The thing about Rebekah is that she may have looked very different from those who came before, but you can draw a connecting line through two generations of tabloid editors and see the evolution of the species. Kelvin MacKenzie, Piers Morgan, Andy Coulson and Rebekah Wade. Tabloid editors are ruthless and funny, arrogant and sometimes breathtakingly empathetic, monomaniacal yet inspiring leaders---and form cults around their personalities. MacKenzie essentially raised them all: puppyish Piers, Andy the professional and Rebekah the velvet glove. They were a generation of editors who grew out of the Sun's Bizarre column and the ability to work both sides of a story--be snapped with your arm around a celeb while simultaneously stitching them up.

We have been so busy exorcising the culture of fear and corruption that we have forgotten that while politicians and celebrities have always been scared of tabloids, they were often enthralled by them. At their best these editors were fantastically intuitive, but the fatal flaw of the tabloid is overreaching. Morgan tried to be a City whizzkid, played the markets, got caught and ended up the subject of a DTI investigation into insider trading. It was allegedly fake photographs that brought him down, but it was the Viglen affair that put him in the last chance saloon.
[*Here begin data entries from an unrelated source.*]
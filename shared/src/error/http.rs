//! HTTP status code mapping for error codes

use super::category::ErrorKind;
use super::codes::ErrorCode;
use http::StatusCode;

impl ErrorCode {
    /// Get the HTTP status code for this error code
    pub fn http_status(&self) -> StatusCode {
        if self.is_success() {
            return StatusCode::OK;
        }
        match self.kind() {
            ErrorKind::Validation => StatusCode::BAD_REQUEST,
            ErrorKind::Precondition => StatusCode::CONFLICT,
            ErrorKind::NotFound => StatusCode::NOT_FOUND,
            ErrorKind::Conflict => StatusCode::CONFLICT,
            ErrorKind::DataFormat => StatusCode::UNPROCESSABLE_ENTITY,
            ErrorKind::TransientIo => StatusCode::BAD_GATEWAY,
            ErrorKind::Internal => StatusCode::INTERNAL_SERVER_ERROR,
        }
    }
}

#[cfg(test)]
mod tests {
    use super::*;

    #[test]
    fn test_http_status() {
        assert_eq!(ErrorCode::Success.http_status(), StatusCode::OK);
        assert_eq!(ErrorCode::InsufficientCash.http_status(), StatusCode::BAD_REQUEST);
        assert_eq!(ErrorCode::TableRequired.http_status(), StatusCode::CONFLICT);
        assert_eq!(ErrorCode::ProductNotFound.http_status(), StatusCode::NOT_FOUND);
        assert_eq!(
            ErrorCode::ImportInvalid.http_status(),
            StatusCode::UNPROCESSABLE_ENTITY
        );
        assert_eq!(ErrorCode::PrintFailed.http_status(), StatusCode::BAD_GATEWAY);
        assert_eq!(
            ErrorCode::DatabaseError.http_status(),
            StatusCode::INTERNAL_SERVER_ERROR
        );
    }
}
//! Daily figures (Tagesabschluss)

use chrono::NaiveDate;
use chrono_tz::Tz;
use rust_decimal::Decimal;
use serde::{Deserialize, Serialize};
use shared::order::{Order, PaymentMethod};

/// Count and amount of one payment bucket
#[derive(Debug, Clone, Copy, Default, PartialEq, Eq, Serialize, Deserialize)]
pub struct Bucket {
    pub count: u32,
    #[serde(with = "rust_decimal::serde::float")]
    pub total: Decimal,
}

impl Bucket {
    fn add(&mut self, amount: Decimal) {
        self.count += 1;
        self.total += amount;
    }
}

/// Figures over all orders of one local business day
#[derive(Debug, Clone, PartialEq, Eq, Serialize, Deserialize)]
pub struct DailySummary {
    pub date: NaiveDate,
    pub order_count: u32,
    /// Sum of grand totals, deferred orders included
    #[serde(with = "rust_decimal::serde::float")]
    pub revenue: Decimal,
    #[serde(with = "rust_decimal::serde::float")]
    pub items_total: Decimal,
    /// Net deposit: issued minus returned glasses, in money
    #[serde(with = "rust_decimal::serde::float")]
    pub deposit_total: Decimal,
    pub cash: Bucket,
    pub card: Bucket,
    /// Orders still waiting on a table tab
    pub open: Bucket,
}

impl DailySummary {
    /// Summarize the orders whose creation time falls on `date` in `tz`
    pub fn from_orders<'a>(
        date: NaiveDate,
        tz: Tz,
        orders: impl IntoIterator<Item = &'a Order>,
    ) -> Self {
        let mut summary = Self {
            date,
            order_count: 0,
            revenue: Decimal::ZERO,
            items_total: Decimal::ZERO,
            deposit_total: Decimal::ZERO,
            cash: Bucket::default(),
            card: Bucket::default(),
            open: Bucket::default(),
        };

        for order in orders {
            if order.created_at.with_timezone(&tz).date_naive() != date {
                continue;
            }
            summary.order_count += 1;
            summary.revenue += order.grand_total;
            summary.items_total += order.items_total;
            summary.deposit_total += order.deposit_total;
            match (order.is_paid, order.payment_method) {
                (true, Some(PaymentMethod::Cash)) => summary.cash.add(order.grand_total),
                (true, Some(PaymentMethod::Card)) => summary.card.add(order.grand_total),
                _ => summary.open.add(order.grand_total),
            }
        }
        summary
    }
}
//! Category API Handlers

use axum::{
    Json,
    extract::{Path, State},
};
use shared::models::{Category, CategoryCreate, CategoryUpdate, Product};

use crate::api::{ApiResult, ok};
use crate::catalog::CategoryDeletion;
use crate::core::ServerState;

/// GET /api/categories
pub async fn list(State(state): State<ServerState>) -> ApiResult<Vec<Category>> {
    ok(state.catalog.list_categories()?)
}

/// GET /api/categories/{id}
pub async fn get_by_id(
    State(state): State<ServerState>,
    Path(id): Path<String>,
) -> ApiResult<Category> {
    ok(state.catalog.get_category(&id)?)
}

/// GET /api/categories/{id}/products
pub async fn list_products(
    State(state): State<ServerState>,
    Path(id): Path<String>,
) -> ApiResult<Vec<Product>> {
    state.catalog.get_category(&id)?;
    ok(state.catalog.list_products_in(&id)?)
}

/// POST /api/categories
pub async fn create(
    State(state): State<ServerState>,
    Json(payload): Json<CategoryCreate>,
) -> ApiResult<Category> {
    ok(state.catalog.create_category(payload)?)
}

/// PUT /api/categories/{id}
pub async fn update(
    State(state): State<ServerState>,
    Path(id): Path<String>,
    Json(payload): Json<CategoryUpdate>,
) -> ApiResult<Category> {
    ok(state.catalog.update_category(&id, payload)?)
}

/// DELETE /api/categories/{id} - removes its products too
pub async fn delete(
    State(state): State<ServerState>,
    Path(id): Path<String>,
) -> ApiResult<CategoryDeletion> {
    ok(state.catalog.delete_category(&id)?)
}
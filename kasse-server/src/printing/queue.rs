//! Print retry queue
//!
//! Reprints and test pages go through this queue instead of the one-shot
//! dispatcher. A single worker sends one job at a time and retries failures
//! with a linear backoff.
//!
//! ```text
//! pending -> printing -> success
//!                     -> retrying -> printing -> ...
//!                     -> failed (after MAX_ATTEMPTS)
//! ```
//!
//! The job list is published on a `watch` channel after every change.

use chrono::{DateTime, Utc};
use parking_lot::Mutex;
use serde::Serialize;
use std::sync::Arc;
use std::time::Duration;
use tokio::sync::{Notify, watch};
use tokio::time::Instant;
use tokio_util::sync::CancellationToken;
use tracing::{debug, info, warn};

use super::dispatch::{JobSink, RenderedJob, send_with_timeout};

/// Attempts per job before it is marked failed
pub const MAX_ATTEMPTS: u32 = 3;

/// Backoff unit: the wait before attempt `n + 1` is `n` times this
pub const RETRY_BACKOFF: Duration = Duration::from_millis(500);

/// Worker wake-up interval while nothing is scheduled
const IDLE_WAIT: Duration = Duration::from_secs(30);

#[derive(Debug, Clone, Copy, PartialEq, Eq, Serialize)]
#[serde(rename_all = "snake_case")]
pub enum JobStatus {
    Pending,
    Printing,
    Success,
    Retrying,
    Failed,
}

impl JobStatus {
    pub fn is_finished(self) -> bool {
        matches!(self, JobStatus::Success | JobStatus::Failed)
    }
}

/// Public view of a queued job
#[derive(Debug, Clone, PartialEq, Eq, Serialize)]
pub struct QueuedJob {
    pub id: String,
    pub printer_id: String,
    pub printer_name: String,
    /// What is being printed, e.g. "Reprint 3f2a..." or "Testdruck"
    pub description: String,
    pub status: JobStatus,
    pub attempts: u32,
    pub last_error: Option<String>,
    pub created_at: DateTime<Utc>,
    pub updated_at: DateTime<Utc>,
}

struct Entry {
    view: QueuedJob,
    job: RenderedJob,
    ready_at: Instant,
}

impl Entry {
    fn is_runnable(&self, now: Instant) -> bool {
        match self.view.status {
            JobStatus::Pending => true,
            JobStatus::Retrying => self.ready_at <= now,
            _ => false,
        }
    }

    fn set_status(&mut self, status: JobStatus) {
        self.view.status = status;
        self.view.updated_at = Utc::now();
    }
}

struct Inner {
    entries: Mutex<Vec<Entry>>,
    state_tx: watch::Sender<Vec<QueuedJob>>,
    wakeup: Notify,
    sink: Arc<dyn JobSink>,
    timeout: Duration,
    backoff: Duration,
}

/// Print retry queue, cheap to clone
#[derive(Clone)]
pub struct PrintQueue {
    inner: Arc<Inner>,
}

impl std::fmt::Debug for PrintQueue {
    fn fmt(&self, f: &mut std::fmt::Formatter<'_>) -> std::fmt::Result {
        f.debug_struct("PrintQueue")
            .field("jobs", &self.inner.entries.lock().len())
            .finish_non_exhaustive()
    }
}

impl PrintQueue {
    pub fn new(sink: Arc<dyn JobSink>, timeout: Duration) -> Self {
        Self::with_backoff(sink, timeout, RETRY_BACKOFF)
    }

    pub fn with_backoff(sink: Arc<dyn JobSink>, timeout: Duration, backoff: Duration) -> Self {
        let (state_tx, _) = watch::channel(Vec::new());
        Self {
            inner: Arc::new(Inner {
                entries: Mutex::new(Vec::new()),
                state_tx,
                wakeup: Notify::new(),
                sink,
                timeout,
                backoff,
            }),
        }
    }

    /// Live job list
    pub fn subscribe(&self) -> watch::Receiver<Vec<QueuedJob>> {
        self.inner.state_tx.subscribe()
    }

    pub fn jobs(&self) -> Vec<QueuedJob> {
        self.inner.entries.lock().iter().map(|e| e.view.clone()).collect()
    }

    pub fn get(&self, id: &str) -> Option<QueuedJob> {
        self.inner
            .entries
            .lock()
            .iter()
            .find(|e| e.view.id == id)
            .map(|e| e.view.clone())
    }

    fn publish(&self, entries: &[Entry]) {
        self.inner
            .state_tx
            .send_replace(entries.iter().map(|e| e.view.clone()).collect());
    }

    /// Queue a rendered job, returns its id
    pub fn enqueue(&self, job: RenderedJob, description: impl Into<String>) -> String {
        let now = Utc::now();
        let view = QueuedJob {
            id: uuid::Uuid::new_v4().to_string(),
            printer_id: job.printer.id.clone(),
            printer_name: job.printer.display_name.clone(),
            description: description.into(),
            status: JobStatus::Pending,
            attempts: 0,
            last_error: None,
            created_at: now,
            updated_at: now,
        };
        let id = view.id.clone();
        {
            let mut entries = self.inner.entries.lock();
            entries.push(Entry {
                view,
                job,
                ready_at: Instant::now(),
            });
            self.publish(&entries);
        }
        debug!(job_id = %id, "Print job queued");
        self.inner.wakeup.notify_one();
        id
    }

    /// Remove a job that has not started yet
    pub fn cancel(&self, id: &str) -> bool {
        let mut entries = self.inner.entries.lock();
        let Some(idx) = entries
            .iter()
            .position(|e| e.view.id == id && e.view.status == JobStatus::Pending)
        else {
            return false;
        };
        entries.remove(idx);
        self.publish(&entries);
        true
    }

    /// Put a failed job back in line with a fresh attempt budget
    pub fn retry(&self, id: &str) -> bool {
        let mut entries = self.inner.entries.lock();
        let Some(entry) = entries
            .iter_mut()
            .find(|e| e.view.id == id && e.view.status == JobStatus::Failed)
        else {
            return false;
        };
        entry.view.attempts = 0;
        entry.view.last_error = None;
        entry.ready_at = Instant::now();
        entry.set_status(JobStatus::Pending);
        self.publish(&entries);
        drop(entries);
        self.inner.wakeup.notify_one();
        true
    }

    /// Drop succeeded and failed jobs, returns how many were removed
    pub fn clear_completed(&self) -> usize {
        let mut entries = self.inner.entries.lock();
        let before = entries.len();
        entries.retain(|e| !e.view.status.is_finished());
        let removed = before - entries.len();
        if removed > 0 {
            self.publish(&entries);
        }
        removed
    }

    /// Claim the next runnable job, marking it printing
    fn claim(&self) -> Option<(String, RenderedJob)> {
        let now = Instant::now();
        let mut entries = self.inner.entries.lock();
        let entry = entries.iter_mut().find(|e| e.is_runnable(now))?;
        entry.view.attempts += 1;
        entry.set_status(JobStatus::Printing);
        let claimed = (entry.view.id.clone(), entry.job.clone());
        self.publish(&entries);
        Some(claimed)
    }

    /// Time until the earliest scheduled retry
    fn next_wakeup(&self) -> Duration {
        let now = Instant::now();
        self.inner
            .entries
            .lock()
            .iter()
            .filter(|e| e.view.status == JobStatus::Retrying)
            .map(|e| e.ready_at.saturating_duration_since(now))
            .min()
            .unwrap_or(IDLE_WAIT)
    }

    fn finish(&self, id: &str, result: Result<(), String>) {
        let mut entries = self.inner.entries.lock();
        let Some(entry) = entries.iter_mut().find(|e| e.view.id == id) else {
            return;
        };
        match result {
            Ok(()) => {
                entry.view.last_error = None;
                entry.set_status(JobStatus::Success);
                info!(job_id = %id, printer = %entry.view.printer_name, "Queued print job done");
            }
            Err(error) => {
                let attempts = entry.view.attempts;
                entry.view.last_error = Some(error.clone());
                if attempts >= MAX_ATTEMPTS {
                    entry.set_status(JobStatus::Failed);
                    warn!(job_id = %id, attempts, error = %error, "Print job failed for good");
                } else {
                    entry.ready_at = Instant::now() + self.inner.backoff * attempts;
                    entry.set_status(JobStatus::Retrying);
                    warn!(job_id = %id, attempts, error = %error, "Print job failed, retrying");
                }
            }
        }
        self.publish(&entries);
    }

    /// Worker loop, runs until `shutdown` is cancelled
    pub async fn run(self, shutdown: CancellationToken) {
        info!("Print queue worker started");
        loop {
            if shutdown.is_cancelled() {
                break;
            }
            if let Some((id, job)) = self.claim() {
                let result = send_with_timeout(self.inner.sink.as_ref(), &job, self.inner.timeout)
                    .await
                    .map_err(|e| e.to_string());
                self.finish(&id, result);
                continue;
            }
            let wait = self.next_wakeup();
            tokio::select! {
                _ = shutdown.cancelled() => break,
                _ = self.inner.wakeup.notified() => {}
                _ = tokio::time::sleep(wait) => {}
            }
        }
        info!("Print queue worker stopped");
    }
}
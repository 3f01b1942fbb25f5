//! HTTP API
//!
//! One router per resource, each under `/api/<resource>`:
//!
//! - [`health`] - liveness and print relay health
//! - [`sessions`] - terminal login, cart, deposit counters, checkout
//! - [`orders`] - order history and daily summary
//! - [`tabs`] - open table tabs and their settlement
//! - [`categories`], [`products`], [`tables`] - catalog records
//! - [`catalog`] - deposit setting, umlaut migration, import and export
//! - [`printers`] - printer registry and test pages
//! - [`receipts`] - receipt archive and reprints
//! - [`print_queue`] - retry queue inspection
//!
//! Every handler answers with the [`ApiResponse`](shared::error::ApiResponse)
//! envelope; errors are [`AppError`](shared::error::AppError)s.

pub mod catalog;
pub mod categories;
pub mod health;
pub mod orders;
pub mod print_queue;
pub mod printers;
pub mod products;
pub mod receipts;
pub mod sessions;
pub mod tables;
pub mod tabs;

use axum::Router;
use tower_http::cors::CorsLayer;
use tower_http::trace::TraceLayer;

use crate::core::ServerState;

pub use crate::utils::{ApiResult, ok};

/// All routes, without middleware or state
pub fn build_router() -> Router<ServerState> {
    Router::new()
        .merge(health::router())
        .merge(sessions::router())
        .merge(orders::router())
        .merge(tabs::router())
        .merge(categories::router())
        .merge(products::router())
        .merge(tables::router())
        .merge(catalog::router())
        .merge(printers::router())
        .merge(receipts::router())
        .merge(print_queue::router())
}

/// The application with middleware and state, ready to serve
pub fn build_app(state: ServerState) -> Router {
    build_router()
        .layer(CorsLayer::permissive())
        .layer(TraceLayer::new_for_http())
        .with_state(state)
}
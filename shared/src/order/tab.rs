//! Table tab

use chrono::{DateTime, Utc};
use rust_decimal::Decimal;
use serde::{Deserialize, Serialize};

/// Unpaid orders of one table, settled together
#[derive(Debug, Clone, PartialEq, Serialize, Deserialize)]
pub struct TableTab {
    pub table_id: String,
    pub table_name: String,
    /// Ids of the deferred orders, in creation order
    pub order_ids: Vec<String>,
    /// Sum of the grand totals of those orders
    #[serde(with = "rust_decimal::serde::float")]
    pub total_amount: Decimal,
    pub created_at: DateTime<Utc>,
    pub updated_at: DateTime<Utc>,
}

impl TableTab {
    pub fn open(table_id: String, table_name: String, now: DateTime<Utc>) -> Self {
        Self {
            table_id,
            table_name,
            order_ids: Vec::new(),
            total_amount: Decimal::ZERO,
            created_at: now,
            updated_at: now,
        }
    }

    pub fn append(&mut self, order_id: String, grand_total: Decimal, now: DateTime<Utc>) {
        self.order_ids.push(order_id);
        self.total_amount += grand_total;
        self.updated_at = now;
    }
}

#[cfg(test)]
mod tests {
    use super::*;

    #[test]
    fn append_grows_total() {
        let now = Utc::now();
        let mut tab = TableTab::open("t5".into(), "5".into(), now);
        tab.append("a".into(), Decimal::new(1250, 2), now);
        tab.append("b".into(), Decimal::new(800, 2), now);
        assert_eq!(tab.order_ids, vec!["a".to_string(), "b".to_string()]);
        assert_eq!(tab.total_amount, Decimal::new(2050, 2));
    }
}
//! Fixed-width text layout
//!
//! Widths are counted in characters. Receipt text is sanitized to ASCII
//! before it reaches a printer, so one character is one column.

/// Marker appended to a word cut short
const ELLIPSIS: &str = "...";

/// Indent of wrapped item name lines
const CONTINUATION_INDENT: &str = "  ";

/// Column width of a string
#[inline]
pub fn text_width(s: &str) -> usize {
    s.chars().count()
}

/// Left text, right text, spaces in between
///
/// If both do not fit, they are joined with a single space and the line
/// overflows. Callers that must stay within `width` use [`item_lines`].
pub fn pad_line(left: &str, right: &str, width: usize) -> String {
    let used = text_width(left) + text_width(right);
    if used >= width {
        return format!("{left} {right}");
    }
    format!("{left}{}{right}", " ".repeat(width - used))
}

/// Center `text` by padding on the left
pub fn center(text: &str, width: usize) -> String {
    let len = text_width(text);
    if len >= width {
        return text.to_string();
    }
    format!("{}{}", " ".repeat((width - len) / 2), text)
}

/// Cut a word to `width` columns, marking the cut with `...`
pub fn truncate_with_ellipsis(word: &str, width: usize) -> String {
    if text_width(word) <= width {
        return word.to_string();
    }
    if width <= ELLIPSIS.len() {
        return word.chars().take(width).collect();
    }
    let kept: String = word.chars().take(width - ELLIPSIS.len()).collect();
    format!("{kept}{ELLIPSIS}")
}

/// Greedy word wrap
///
/// The first line holds at most `first_width` columns, every further line
/// `rest_width`. A word longer than an empty line is truncated with an
/// ellipsis, unless it is the first word and fits a continuation line: then
/// the first line stays empty and the word moves down.
pub fn wrap_words(text: &str, first_width: usize, rest_width: usize) -> Vec<String> {
    let mut lines: Vec<String> = Vec::new();
    let mut current = String::new();

    for word in text.split_whitespace() {
        let budget = if lines.is_empty() {
            first_width
        } else {
            rest_width
        };
        let word_len = text_width(word);

        if current.is_empty() {
            if word_len <= budget {
                current.push_str(word);
            } else if lines.is_empty() && word_len <= rest_width {
                lines.push(String::new());
                current.push_str(word);
            } else {
                current = truncate_with_ellipsis(word, budget);
            }
            continue;
        }

        if text_width(&current) + 1 + word_len <= budget {
            current.push(' ');
            current.push_str(word);
        } else {
            lines.push(std::mem::take(&mut current));
            if word_len <= rest_width {
                current.push_str(word);
            } else {
                current = truncate_with_ellipsis(word, rest_width);
            }
        }
    }

    if !current.is_empty() || lines.is_empty() {
        lines.push(current);
    }
    lines
}

/// Lay out one receipt item: `prefix` + name on the left, `amount` right-aligned
///
/// When the name collides with the amount column it wraps onto indented
/// continuation lines. Only a single word wider than a whole line is cut.
/// Pass an empty `amount` for price-less lines (kitchen tickets).
pub fn item_lines(prefix: &str, name: &str, amount: &str, width: usize) -> Vec<String> {
    let prefix_len = text_width(prefix);
    let amount_len = text_width(amount);
    let gap = usize::from(amount_len > 0);

    let first_width = width.saturating_sub(prefix_len + amount_len + gap).max(1);
    let rest_width = width
        .saturating_sub(text_width(CONTINUATION_INDENT))
        .max(1);

    let name_lines = wrap_words(name, first_width, rest_width);
    let mut out = Vec::with_capacity(name_lines.len());
    for (idx, line) in name_lines.into_iter().enumerate() {
        if idx == 0 {
            let left = format!("{prefix}{line}");
            if amount.is_empty() {
                out.push(left.trim_end().to_string());
            } else {
                out.push(pad_line(&left, amount, width));
            }
        } else {
            out.push(format!("{CONTINUATION_INDENT}{line}"));
        }
    }
    out
}

#[cfg(test)]
mod tests {
    use super::*;

    #[test]
    fn test_pad_line() {
        assert_eq!(pad_line("Gesamt:", "16,50", 20), "Gesamt:        16,50");
        assert_eq!(pad_line("Gesamt:", "16,50", 20).len(), 20);
        assert_eq!(pad_line("abcdefgh", "12345", 10), "abcdefgh 12345");
    }

    #[test]
    fn test_center() {
        assert_eq!(center("TO GO", 11), "   TO GO");
        assert_eq!(center("too long text", 5), "too long text");
    }

    #[test]
    fn test_truncate_with_ellipsis() {
        assert_eq!(truncate_with_ellipsis("Spaetburgunder", 8), "Spaet...");
        assert_eq!(truncate_with_ellipsis("Wein", 8), "Wein");
        assert_eq!(truncate_with_ellipsis("Wein", 2), "We");
    }

    #[test]
    fn test_wrap_words_prefers_wrapping() {
        let lines = wrap_words("Grauburgunder trocken Flasche", 14, 20);
        assert_eq!(lines, vec!["Grauburgunder", "trocken Flasche"]);
    }

    #[test]
    fn test_wrap_words_moves_long_first_word_down() {
        let lines = wrap_words("Spaetburgunder Rose", 6, 14);
        assert_eq!(lines, vec!["", "Spaetburgunder", "Rose"]);
    }

    #[test]
    fn test_wrap_words_truncates_only_oversized_word() {
        let lines = wrap_words("Rindfleischetikettierung ok", 10, 10);
        assert_eq!(lines, vec!["Rindfle...", "ok"]);
    }

    #[test]
    fn test_item_lines_single_line() {
        let lines = item_lines("2x ", "Riesling 0,25l", "11,00", 32);
        assert_eq!(lines.len(), 1);
        assert_eq!(lines[0].len(), 32);
        assert!(lines[0].starts_with("2x Riesling 0,25l"));
        assert!(lines[0].ends_with("11,00"));
    }

    #[test]
    fn test_item_lines_wraps_instead_of_truncating() {
        let lines = item_lines("1x ", "Flammkuchen mit Speck und Zwiebeln", "9,50", 24);
        assert_eq!(lines[0], "1x Flammkuchen mit  9,50");
        assert_eq!(lines[1], "  Speck und Zwiebeln");
        assert!(lines.iter().all(|l| l.len() <= 24));
        assert!(lines.iter().all(|l| !l.contains("...")));
    }

    #[test]
    fn test_item_lines_without_amount() {
        let lines = item_lines("3x ", "Bratwurst", "", 32);
        assert_eq!(lines, vec!["3x Bratwurst"]);
    }
}
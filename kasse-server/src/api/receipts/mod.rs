//! Receipt Archive API

mod handler;

use axum::{
    Router,
    routing::{get, post},
};

use crate::core::ServerState;

pub fn router() -> Router<ServerState> {
    Router::new().nest("/api/receipts", routes())
}

fn routes() -> Router<ServerState> {
    Router::new()
        .route("/", get(handler::query).delete(handler::clear))
        .route(
            "/settings",
            get(handler::get_settings).put(handler::set_settings),
        )
        .route("/{id}", get(handler::get_by_id))
        .route("/{id}/reprint", post(handler::reprint))
}
//! Printer text sanitizer
//!
//! Thermal printers on the relay accept plain ASCII. Substitutions run first
//! (German transliteration, euro sign), then every remaining character
//! outside `0x20..=0x7E` is dropped, except `\n` and `\r`.

/// Which substitutions a printer wants
#[derive(Debug, Clone, Copy, PartialEq, Eq)]
pub struct SanitizeOptions {
    /// `Ä Ö Ü ä ö ü ß` -> `Ae Oe Ue ae oe ue ss`
    pub transliterate_german: bool,
    /// `€` -> `EUR`
    pub replace_euro: bool,
}

impl Default for SanitizeOptions {
    fn default() -> Self {
        Self {
            transliterate_german: true,
            replace_euro: true,
        }
    }
}

fn german_digraph(c: char) -> Option<&'static str> {
    Some(match c {
        'Ä' => "Ae",
        'Ö' => "Oe",
        'Ü' => "Ue",
        'ä' => "ae",
        'ö' => "oe",
        'ü' => "ue",
        'ß' => "ss",
        _ => return None,
    })
}

#[inline]
fn is_printable(c: char) -> bool {
    matches!(c, '\x20'..='\x7E' | '\n' | '\r')
}

/// Reduce text to what a receipt printer can print
///
/// Output is ASCII only, so `sanitize(sanitize(x, o), o) == sanitize(x, o)`.
pub fn sanitize(text: &str, options: SanitizeOptions) -> String {
    let mut out = String::with_capacity(text.len());
    for c in text.chars() {
        if options.transliterate_german {
            if let Some(digraph) = german_digraph(c) {
                out.push_str(digraph);
                continue;
            }
        }
        if options.replace_euro && c == '€' {
            out.push_str("EUR");
            continue;
        }
        if is_printable(c) {
            out.push(c);
        }
    }
    out
}
//! # kasse-printer
//!
//! Receipt printing primitives - HOW to print, not WHAT.
//!
//! ## Scope
//!
//! - Fixed-width text layout (padding, word wrap, ellipsis)
//! - Printer text sanitizing (German transliteration, euro sign, ASCII filter)
//! - ESC/POS control sequences (init, double width, cut)
//! - Print transports: HTTP print relay and raw TCP (port 9100)
//!
//! Receipt content (orders, kitchen tickets, summaries) is rendered by
//! `kasse-server`.
//!
//! ## Example
//!
//! ```ignore
//! use kasse_printer::{Printer, RelayClient, SanitizeOptions, TextBuilder, sanitize};
//!
//! let mut b = TextBuilder::new(32);
//! b.text_center("Weinfest").dash_sep().line_lr("2x Riesling", "11,00");
//! let text = sanitize(&b.finalize(), SanitizeOptions::default());
//!
//! let relay = RelayClient::new("http://127.0.0.1:3001")?;
//! relay.printer("bar_front").print(&text, true).await?;
//! ```

mod error;
mod escpos;
mod layout;
mod printer;
mod sanitize;

// Re-exports
pub use error::{PrintError, PrintResult};
pub use escpos::{CUT, DOUBLE_WIDTH, EscPosBuilder, FEED_LINES_BEFORE_CUT, INIT, TextBuilder};
pub use layout::{center, item_lines, pad_line, text_width, truncate_with_ellipsis, wrap_words};
pub use printer::{NetworkPrinter, Printer, RelayClient, RelayHealth, RelayPrinter};
pub use sanitize::{SanitizeOptions, sanitize};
Mackenzie, oddly, was felled by his own ambition to be a mini-Murdoch. After a brief stint in management at BSkyB and the Mirror Group, he wanted to be the proprietor and tried to achieve mogul-dom with Talk Radio. Now he's back in the tabs, a voice of the people columnist.

Rebekah Brooks had ambitions to run the show. Her supporters were pitching her as Les Hinton's natural successor as News International chief executive almost from the moment she became editor of the Sun. But, having got the job, she was out of her depth. Tabloid editors aren't strategists, they are instinctive; they don't run businesses, they run campaigns, or feuds. The only truly successful one with longevity is Paul Dacre of the Mail and he's never ventured anywhere near the share price.

Rebekah Brooks was not brought down by innate evilness, nor fragility, nor some dreadful father-daughter dynamic with Rupert Murdoch. She wasn't even brought down by the crime, however thin the "I-knew-nothing" defence is wearing. She was brought down, like many a chief executive before her, for bad handling of the crisis. For failing to anticipate a public mood. Which, for a tabloid editor, is the worst sin of all.